Unlike many other malware-based attacks sent to thousands of people and devices, In(ter)ception worked differently: specific users with high-level job profiles were selected and, via LinkedIn, fake job offers were sent (via equally fake profiles) for two famous American aerospace companies. That is, Collins Aerospace and General Dynamics. Eset detected this suspicious activity between September and December 2019, and the target users of the attack were mostly from Europe or the Middle East. The collaboration between Eset and the two American companies made it possible to put an end to these attack attempts.
In(ter)ception: how the attack worked
The first step of the In(ter)ception hacking campaign was to create fake LinkedIn profiles of users posing as human resources executives of one of the two aerospace companies. The second step was the selection of the victim, who was then contacted via private message with a very tempting job offer in the company.

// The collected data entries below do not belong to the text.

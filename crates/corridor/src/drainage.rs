//! Drainage area provider
//!
//! Supplies upstream contributing area (km²) per cell, either derived from
//! the DEM (fill sinks, D8 direction, accumulation, cell area) or taken
//! from the caller. Derivation is the expensive part of a run, so a
//! derived surface can be cached next to the DEM.

use crate::engine::Engine;
use crate::error::Result;
use floodplain_algorithms::hydrology::{accumulation_to_drainage_area, mask_dem_voids};
use floodplain_core::io::{read_geotiff, write_geotiff};
use floodplain_core::Raster;
use std::path::{Path, PathBuf};
use tracing::{debug, info, warn};

/// Where the drainage-area surface comes from
#[derive(Debug, Clone, Default)]
pub enum DrainageAreaSource {
    /// Derive from the DEM on every run
    #[default]
    Derive,
    /// Derive once and persist next to the DEM
    Cached(DrainageAreaCache),
    /// Drainage area in km², used as-is
    Supplied(Raster<f64>),
    /// Upstream cell counts, converted to km² with the grid's cell area
    Accumulation(Raster<f64>),
}

/// Derive drainage area from a DEM. DEM voids are NaN in the result.
pub fn derive_drainage_area<E: Engine + ?Sized>(engine: &E, dem: &Raster<f64>) -> Result<Raster<f64>> {
    let filled = engine.fill_sinks(dem)?;
    let direction = engine.flow_direction(&filled)?;
    let mut accumulation = engine.flow_accumulation(&direction)?;
    mask_dem_voids(&mut accumulation, dem)?;
    let mut area = accumulation_to_drainage_area(&accumulation)?;
    area.set_crs(dem.crs().cloned());
    Ok(area)
}

/// Produce the drainage-area surface for a run
pub fn provide<E: Engine + ?Sized>(engine: &E, dem: &Raster<f64>, source: DrainageAreaSource) -> Result<Raster<f64>> {
    match source {
        DrainageAreaSource::Derive => {
            info!("Deriving drainage area from DEM");
            derive_drainage_area(engine, dem)
        }
        DrainageAreaSource::Cached(cache) => cache.load_or_derive(engine, dem),
        DrainageAreaSource::Supplied(raster) => {
            debug!("Using supplied drainage area ({} x {})", raster.cols(), raster.rows());
            Ok(raster)
        }
        DrainageAreaSource::Accumulation(counts) => {
            debug!("Converting supplied flow accumulation to drainage area");
            Ok(accumulation_to_drainage_area(&counts)?)
        }
    }
}

/// Derived drainage area persisted as `<dem-stem>_drainage_area.tif`
#[derive(Debug, Clone)]
pub struct DrainageAreaCache {
    dem_path: PathBuf,
    path: PathBuf,
}

impl DrainageAreaCache {
    /// Cache file next to the DEM at `dem_path`
    pub fn for_dem<P: AsRef<Path>>(dem_path: P) -> Self {
        let dem_path = dem_path.as_ref().to_path_buf();
        let stem = dem_path
            .file_stem()
            .map(|s| s.to_string_lossy().into_owned())
            .unwrap_or_else(|| "dem".to_string());
        let path = dem_path.with_file_name(format!("{}_drainage_area.tif", stem));
        Self { dem_path, path }
    }

    /// Location of the cached surface
    pub fn path(&self) -> &Path {
        &self.path
    }

    /// Whether a cached surface exists and is at least as new as the DEM
    pub fn is_fresh(&self) -> bool {
        let modified = |p: &Path| std::fs::metadata(p).and_then(|m| m.modified()).ok();
        match (modified(&self.path), modified(&self.dem_path)) {
            (Some(cache), Some(dem)) => cache >= dem,
            (Some(_), None) => true,
            _ => false,
        }
    }

    /// Reuse the cached surface when fresh, otherwise derive and store it.
    ///
    /// A cache that cannot be read or does not match the DEM grid is
    /// rebuilt. Failing to write the cache is logged, not fatal.
    pub fn load_or_derive<E: Engine + ?Sized>(&self, engine: &E, dem: &Raster<f64>) -> Result<Raster<f64>> {
        if self.is_fresh() {
            match read_geotiff::<f64, _>(&self.path) {
                Ok(cached) if cached.shape() == dem.shape() && cached.transform() == dem.transform() => {
                    info!("Reusing cached drainage area {}", self.path.display());
                    return Ok(cached);
                }
                Ok(_) => warn!("Cached drainage area {} does not match the DEM grid", self.path.display()),
                Err(e) => warn!("Cannot read cached drainage area {}: {}", self.path.display(), e),
            }
        }

        info!("Deriving drainage area from DEM");
        let area = derive_drainage_area(engine, dem)?;
        match write_geotiff(&area, &self.path, None) {
            Ok(()) => info!("Drainage area cached at {}", self.path.display()),
            Err(e) => warn!("Cannot write drainage area cache {}: {}", self.path.display(), e),
        }
        Ok(area)
    }
}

In this phase the attack was not automated at all, but "handmade": a hacker in person chatted with the victim to convince him to accept the job offer, even via a great salary. And the salary was just the bait: the victim was sent a password-protected Rar file, containing a job.offer.lnk file that, before showing the Pdf (in which the user would have found the company's economic proposal), executed the malicious code. Under the guise of a job offer, malware was then downloaded onto the victim's PC.
In(ter)ception: what was at risk
According to Eset, the malware deposited on the victim's hard drive was primarily spyware, which periodically sent data from the infected computer to various remote servers. Unfortunately, however, due to the sophisticated techniques adopted by the malware, not even Eset was able to find out what information was being extracted from the victim's computer. In one case, however, there was also an e-mail scam attempt that failed because the targeted user became suspicious right away.